Saturday, January 9, 2010

I can't fathom that anyone has interest in what I have to say. But here I am. I've lived for 20 years in a small town, with close neighbors and close relationships, and I've been looking (closely) out our kitchen windows for years, observing the comings and goings next door on both sides. Our house is sandwiched in the the historic district of a mid atlantic town, between two rental dwellings; we've been here for 20 years and have been entertained by the occupants of the houses on both sides, who have conducted their lives before our very eyes, without benefit of protective shades across a 7 foot space on each side between our respective houses. Our view from one window is separated by a mere alley, 5 feet wide, from the activities in the next door house, whose kitchen window lines up with our own, which is situated above our sink, where all things Kitchen-related occur. About 6 years ago, a wise tenant there covered the vast bulk of their kitchen window with a 3/4 view curtain, which seems to "convey" from tenant to tenant. Prior to its installation, we had open viewing of (on a big night) full-screen nudity, nothing left to the imagination. After installation of the curtain, we got more titillating neck-up views, and whatever else we happened to see as the occupants and guests passed before the kitchen door, which is 1/2 window.

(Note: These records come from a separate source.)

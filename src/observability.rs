use std::net::SocketAddr;

use crate::wire::Request;

// ── RED metrics (request-driven) ────────────────────────────────

/// Counter: total requests handled. Labels: op, status.
pub const REQUESTS_TOTAL: &str = "rota_requests_total";

/// Histogram: request latency in seconds. Labels: op.
pub const REQUEST_DURATION_SECONDS: &str = "rota_request_duration_seconds";

/// Counter: scheduling requests rejected with a clash.
pub const CONFLICTS_TOTAL: &str = "rota_conflicts_total";

// ── USE metrics (resource utilization) ──────────────────────────

/// Gauge: active TCP connections.
pub const CONNECTIONS_ACTIVE: &str = "rota_connections_active";

/// Counter: total connections accepted.
pub const CONNECTIONS_TOTAL: &str = "rota_connections_total";

/// Counter: connections rejected due to limit.
pub const CONNECTIONS_REJECTED_TOTAL: &str = "rota_connections_rejected_total";

/// Install Prometheus metrics exporter on the given port. No-op if port is None.
pub fn init(port: Option<u16>) {
    let Some(port) = port else { return };
    let addr: SocketAddr = ([0, 0, 0, 0], port).into();
    metrics_exporter_prometheus::PrometheusBuilder::new()
        .with_http_listener(addr)
        .install()
        .expect("failed to install Prometheus metrics exporter");
    tracing::info!("metrics endpoint: http://0.0.0.0:{port}/metrics");
}

/// Map a Request variant to a short label for metrics.
pub fn op_label(req: &Request) -> &'static str {
    match req {
        Request::CreateTeacher { .. } => "create_teacher",
        Request::CreateStudent { .. } => "create_student",
        Request::ListTeachers => "list_teachers",
        Request::ListStudents => "list_students",
        Request::TeacherTimetable { .. } => "teacher_timetable",
        Request::StudentTimetable { .. } => "student_timetable",
        Request::CreateClass { .. } => "create_class",
        Request::UpdateClass { .. } => "update_class",
        Request::DeleteClass { .. } => "delete_class",
    }
}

The tenants Out The Kitchen Window, sink side, have spanned the scope from bizarre to sublime, the landlord on that side having no qualification for occupancy, apparently, other than being Alive. In our 20 years of living here, we've observed nudists, campers, handymen, parents, and renegades who, well, pee outside. On our first day as we moved into this house, we marched into our kitchen and were inexplicably greeted by a long-haired woman who was too old to have long hair, and she enthusiastically extended her hand in greeting to my husband and announced, "Hi. I'll lay you!" Dumbfounded, he shook her hand and she thereupon vanished from our kitchen. We later learned that her name was Aleya, was really saying, “Hi, I’m Aleya” and she lived in the house Out The Kitchen Window.

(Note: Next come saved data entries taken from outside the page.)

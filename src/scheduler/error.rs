use ulid::Ulid;

#[derive(Debug, Clone, PartialEq, Eq)]
pub enum SchedulerError {
    /// Malformed request shape or values. No writes performed.
    Validation(&'static str),
    /// The proposed interval clashes with this existing class.
    Conflict(Ulid),
    NotFound(Ulid),
}

impl std::fmt::Display for SchedulerError {
    fn fmt(&self, f: &mut std::fmt::Formatter<'_>) -> std::fmt::Result {
        match self {
            SchedulerError::Validation(msg) => write!(f, "validation failed: {msg}"),
            SchedulerError::Conflict(id) => write!(f, "clash with class: {id}"),
            SchedulerError::NotFound(id) => write!(f, "not found: {id}"),
        }
    }
}

impl std::error::Error for SchedulerError {}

It’s been my practice when something juicy is going on, to race to my computer and alert other neighbors, who have a different vantage point than I, and the crowd of interested participants ebbs and flows with the tenor of the tenant, if you will, in residence at any given moment. The I’ll-Lay-You story, and many others spawned from things we’ve observed while simply getting a glass of water, have prompted friends to suggest that I write a blog.

It’s not the purpose of this blog to review history; that first part was just to give you a backdrop of how this blog came to pass. Tune in from time to time to catch an update.